Changes in Internal Control Over Financial Reporting
     On October 1, 2010, the Company replaced The Northern Trust Company with JPMorgan Chase Bank, NA as trustee and custodian of assets held in trust for the beneficiaries of the Company’s qualified defined-benefit retirement plan and other post-retirement benefit plans. The change in trustee was a result of an appraisal by the Company’s Retirement Committee of outsourced trust and custodial services and was not the result of any actual or perceived deficiencies in internal controls at the previous trustee. The impact of the change, including the transfer of trust assets on October 1, 2010, has been evaluated by management and adequately incorporated into management’s ongoing monitoring of internal controls over financial reporting.

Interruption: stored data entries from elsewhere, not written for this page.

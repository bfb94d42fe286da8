//! Gemini backend
//!
//! Talks to the Generative Language API over HTTP. One POST per call, the
//! API key passed as a query parameter, fixed generation parameters, and the
//! generated text read from the first candidate.
//!
//! There is deliberately no retry here: a failed call is dropped, logged by
//! the caller, and never requeued.

use crate::{LanguageModel, ModelError};
use async_trait::async_trait;
use serde::{Deserialize, Serialize};
use std::time::Duration;

/// Default API base URL.
pub const DEFAULT_BASE_URL: &str = "https://generativelanguage.googleapis.com";

/// Default model name.
pub const DEFAULT_MODEL: &str = "gemini-2.0-flash";

/// Request timeout. Expiry surfaces as a communication error, which callers
/// treat the same as any other dropped call.
pub const REQUEST_TIMEOUT_SECS: u64 = 30;

const TEMPERATURE: f64 = 0.3;
const TOP_K: u32 = 20;
const TOP_P: f64 = 0.8;
const MAX_OUTPUT_TOKENS: u32 = 2048;

/// HTTP client for the Generative Language API.
pub struct GeminiModel {
    base_url: String,
    model: String,
    api_key: String,
    client: reqwest::Client,
}

#[derive(Serialize)]
#[serde(rename_all = "camelCase")]
struct GenerateRequest {
    contents: Vec<RequestContent>,
    generation_config: GenerationConfig,
}

#[derive(Serialize)]
struct RequestContent {
    parts: Vec<Part>,
}

#[derive(Serialize, Deserialize)]
struct Part {
    text: String,
}

#[derive(Serialize)]
#[serde(rename_all = "camelCase")]
struct GenerationConfig {
    temperature: f64,
    top_k: u32,
    top_p: f64,
    max_output_tokens: u32,
}

#[derive(Deserialize)]
struct GenerateResponse {
    #[serde(default)]
    candidates: Vec<Candidate>,
}

#[derive(Deserialize)]
struct Candidate {
    content: CandidateContent,
}

#[derive(Deserialize)]
struct CandidateContent {
    #[serde(default)]
    parts: Vec<Part>,
}

impl GeminiModel {
    /// Create a client for the given API key, using the default model.
    pub fn new(api_key: impl Into<String>) -> Self {
        Self::with_model(api_key, DEFAULT_MODEL)
    }

    /// Create a client for a specific model.
    pub fn with_model(api_key: impl Into<String>, model: impl Into<String>) -> Self {
        let client = reqwest::Client::builder()
            .timeout(Duration::from_secs(REQUEST_TIMEOUT_SECS))
            .build()
            .unwrap();

        Self {
            base_url: DEFAULT_BASE_URL.to_string(),
            model: model.into(),
            api_key: api_key.into(),
            client,
        }
    }

    /// Override the base URL (tests, proxies).
    pub fn with_base_url(mut self, base_url: impl Into<String>) -> Self {
        self.base_url = base_url.into();
        self
    }

    fn request_body(prompt: &str) -> GenerateRequest {
        GenerateRequest {
            contents: vec![RequestContent {
                parts: vec![Part {
                    text: prompt.to_string(),
                }],
            }],
            generation_config: GenerationConfig {
                temperature: TEMPERATURE,
                top_k: TOP_K,
                top_p: TOP_P,
                max_output_tokens: MAX_OUTPUT_TOKENS,
            },
        }
    }
}

#[async_trait]
impl LanguageModel for GeminiModel {
    async fn generate(&self, prompt: &str) -> Result<String, ModelError> {
        if self.api_key.is_empty() {
            return Err(ModelError::MissingApiKey);
        }

        let url = format!(
            "{}/v1beta/models/{}:generateContent?key={}",
            self.base_url, self.model, self.api_key
        );

        let response = self
            .client
            .post(&url)
            .json(&Self::request_body(prompt))
            .send()
            .await
            .map_err(|e| ModelError::Communication(e.to_string()))?;

        let status = response.status();
        if !status.is_success() {
            let body = response.text().await.unwrap_or_default();
            return Err(ModelError::Http {
                status: status.as_u16(),
                body,
            });
        }

        let parsed: GenerateResponse = response
            .json()
            .await
            .map_err(|e| ModelError::InvalidResponse(e.to_string()))?;

        parsed
            .candidates
            .into_iter()
            .next()
            .and_then(|c| c.content.parts.into_iter().next())
            .map(|p| p.text)
            .ok_or_else(|| ModelError::InvalidResponse("no candidates in response".to_string()))
    }
}

#[cfg(test)]
mod tests {
    use super::*;

    #[test]
    fn test_request_body_shape() {
        let body = GeminiModel::request_body("hello");
        let json = serde_json::to_value(&body).unwrap();

        assert_eq!(json["contents"][0]["parts"][0]["text"], "hello");
        assert_eq!(json["generationConfig"]["temperature"], 0.3);
        assert_eq!(json["generationConfig"]["topK"], 20);
        assert_eq!(json["generationConfig"]["topP"], 0.8);
        assert_eq!(json["generationConfig"]["maxOutputTokens"], 2048);
    }

    #[test]
    fn test_response_text_path() {
        let raw = r#"{
            "candidates": [
                {"content": {"parts": [{"text": "generated text"}]}}
            ]
        }"#;
        let parsed: GenerateResponse = serde_json::from_str(raw).unwrap();
        let text = parsed
            .candidates
            .into_iter()
            .next()
            .and_then(|c| c.content.parts.into_iter().next())
            .map(|p| p.text);
        assert_eq!(text.as_deref(), Some("generated text"));
    }

    #[test]
    fn test_empty_candidates_is_invalid() {
        let parsed: GenerateResponse = serde_json::from_str("{}").unwrap();
        assert!(parsed.candidates.is_empty());
    }

    #[tokio::test]
    async fn test_missing_api_key() {
        let model = GeminiModel::new("");
        let result = model.generate("prompt").await;
        assert!(matches!(result, Err(ModelError::MissingApiKey)));
    }

    #[tokio::test]
    async fn test_unreachable_endpoint_is_communication_error() {
        let model = GeminiModel::new("AIzaTestKeyThatIsLongEnough")
            .with_base_url("http://127.0.0.1:9");
        let result = model.generate("prompt").await;
        assert!(matches!(result, Err(ModelError::Communication(_))));
    }
}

     On November 1, 2010, Seneca implemented Quorum Business Solutions software as its Enterprise Resource Planning Accounting System and Land/Geographical Information System to help support the growth of the Exploration and Production segment. These system changes were a result of an evaluation of the previous accounting and land systems and related processes to support evolving needs and were not the result of any actual or perceived deficiencies in the previous systems. These implementations resulted in certain changes to Seneca’s processes and internal controls impacting financial reporting. While there are inherent risks involved with the implementation of any new system, management believes that it is adequately monitoring and managing the transition.
     There were no changes in the Company’s internal control over financial reporting that occurred during the quarter ended December 31, 2010, other than the changes that occurred on October 1, 2010 and November 1, 2010, that have materially affected, or are reasonably likely to materially affect, the Company’s internal control over financial reporting.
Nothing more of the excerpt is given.